Schema Contracts
Schema contracts allow pipeline components to declare their expected input and output schemas. When enabled, the framework validates schema compatibility between adjacent components at runtime, catching mismatches early with clear error messages.
Overview
By default, components don't declare or validate their schemas.
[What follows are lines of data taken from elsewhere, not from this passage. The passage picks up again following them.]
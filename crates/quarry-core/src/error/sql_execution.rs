use super::{Error, ErrorKind};

/// Error reported by the driver while executing a statement.
///
/// Carries the SQL text so failures can be traced back to the statement.
/// Bound parameter values are deliberately not part of the message.
#[derive(Debug)]
pub(super) struct SqlExecutionError {
    sql: Box<str>,
    cause: Error,
}

impl SqlExecutionError {
    pub(super) fn source(&self) -> Option<&(dyn std::error::Error + 'static)> {
        Some(&self.cause)
    }
}

impl core::fmt::Display for SqlExecutionError {
    fn fmt(&self, f: &mut core::fmt::Formatter) -> core::fmt::Result {
        write!(
            f,
            "SQL execution failed: {}\nThe SQL being executed was: {}",
            self.cause, self.sql
        )
    }
}

impl Error {
    /// Creates an SQL execution error wrapping the driver's failure.
    pub fn sql_execution(sql: impl Into<String>, cause: Error) -> Error {
        Error::from(ErrorKind::SqlExecution(SqlExecutionError {
            sql: sql.into().into(),
            cause,
        }))
    }

    /// Returns `true` if this error is an SQL execution error.
    pub fn is_sql_execution(&self) -> bool {
        self.any_kind(|kind| matches!(kind, ErrorKind::SqlExecution(_)))
    }

    /// The SQL text of the failing statement, if this is an execution error.
    pub fn sql(&self) -> Option<&str> {
        self.chain().find_map(|err| match err.kind() {
            ErrorKind::SqlExecution(err) => Some(&*err.sql),
            _ => None,
        })
    }
}
pub mod active_query;
pub use active_query::ActiveQuery;

mod command;
pub use command::Command;

pub mod db;
pub use db::Db;

pub mod model;
pub use model::{ModelDef, RelationDef, Via};

mod query_ext;
pub use query_ext::QueryExt;

mod record;
pub use record::{Record, Related};

pub mod schema;

pub use quarry_core::{bail, driver, err, row, stmt, Driver, Error, Result};
pub use quarry_sql::{Dialect, Flavor, QueryBuilder};

#[cfg(feature = "mysql")]
pub use quarry_mysql::MySQL;
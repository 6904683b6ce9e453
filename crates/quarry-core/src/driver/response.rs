use crate::{
    stmt::{Row, Value},
    Error, Result,
};

/// What the caller wants back from a statement.
#[derive(Debug, Clone, Copy, PartialEq, Eq)]
pub enum ResultMode {
    /// Every row.
    All,

    /// The first row only.
    One,

    /// The first column of the first row.
    Scalar,

    /// The first column of every row.
    Column,

    /// No rows: a write or DDL statement.
    Execute,
}

#[derive(Debug, Clone, PartialEq)]
pub enum Response {
    /// Rows produced by a query.
    Rows(Vec<Row>),

    /// Outcome of a statement that does not produce rows.
    Count {
        affected: u64,
        last_insert_id: Option<Value>,
    },
}

impl Response {
    pub fn rows(rows: impl IntoIterator<Item = Row>) -> Response {
        Response::Rows(rows.into_iter().collect())
    }

    pub fn count(affected: u64) -> Response {
        Response::Count {
            affected,
            last_insert_id: None,
        }
    }

    pub fn into_rows(self) -> Result<Vec<Row>> {
        match self {
            Response::Rows(rows) => Ok(rows),
            Response::Count { .. } => Err(Error::from_args(format_args!(
                "expected rows from the driver, got an affected-row count"
            ))),
        }
    }

    pub fn into_count(self) -> Result<u64> {
        match self {
            Response::Count { affected, .. } => Ok(affected),
            Response::Rows(rows) => Ok(rows.len() as u64),
        }
    }

    pub fn last_insert_id(&self) -> Option<&Value> {
        match self {
            Response::Count { last_insert_id, .. } => last_insert_id.as_ref(),
            Response::Rows(_) => None,
        }
    }
}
If Component A outputs a DataFrame missing columns that Component B expects, the pipeline fails at runtime with unclear errors deep in component execution.
Schema contracts solve this by:
- Allowing components to optionally declare input/output schemas
- Validating schema compatibility between adjacent components before execution
- Providing clear error messages when schemas don't match
Basic Usage
Declaring Schema Contracts
Extend the SchemaContract trait and implement inputContract and/or outputContract:
import io.github.dwsmith1983.spark.pipeline.config.{SchemaContract, SchemaDefinition, SchemaField}
import io.github.dwsmith1983.spark.pipeline.runtime.DataFlow
class MyTransform(conf: MyTransform.Config) extends DataFlow with SchemaContract {
// Declare expected input schema
override def inputContract: Option[SchemaDefinition] = Some(
SchemaDefinition(Seq(
SchemaField("user_id", "string", nullable = false),
SchemaField("transaction_date", "date"),
SchemaField("amount", "double")
))
)
// Declare produced output schema
override def outputContract: Option[SchemaDefinition] = Some(
SchemaDefinition(Seq(
SchemaField("user_id", "string", nullable = false),
SchemaField("transaction_date", "date"),
SchemaField("amount", "double"),
SchemaField("processed_at", "timestamp") // Added field
))
)
override def run(): Unit = {
// Implementation
}
}
Enabling Validation
Enable schema validation in your pipeline configuration:
pipeline {
pipeline-name = "My Data Pipeline"
schema-validation {
enabled = true
}
pipeline-components = [
{ ... }
]
}
Configuration Options
| Option | Default | Description |
|---|---|---|
enabled | false | Enable schema validation between components |
strict | false | Require all components to have schema contracts |
fail-on-warning | false | Treat validation warnings as errors |
Example Configuration
pipeline {
pipeline-name = "Strict Schema Pipeline"
schema-validation {
enabled = true
strict = true # All components must declare schemas
fail-on-warning = true # Warnings become errors
}
pipeline-components = [...]
}
Supported Data Types
Schema contracts use string-based data types that map to Spark types:
| String | Spark Type |
|---|---|
string | StringType |
integer, int | IntegerType |
long, bigint | LongType |
double | DoubleType |
float | FloatType |
boolean, bool | BooleanType |
timestamp | TimestampType |
date | DateType |
binary | BinaryType |
byte, tinyint | ByteType |
short, smallint | ShortType |
decimal(p,s) | DecimalType(p,s) |
Validation Rules
Compatibility Checking
For a producer's output to be compatible with a consumer's input:
- All required fields must exist: Every field in the consumer's input contract must exist in the producer's output contract
- Types must match: Field types must be identical (case-insensitive comparison)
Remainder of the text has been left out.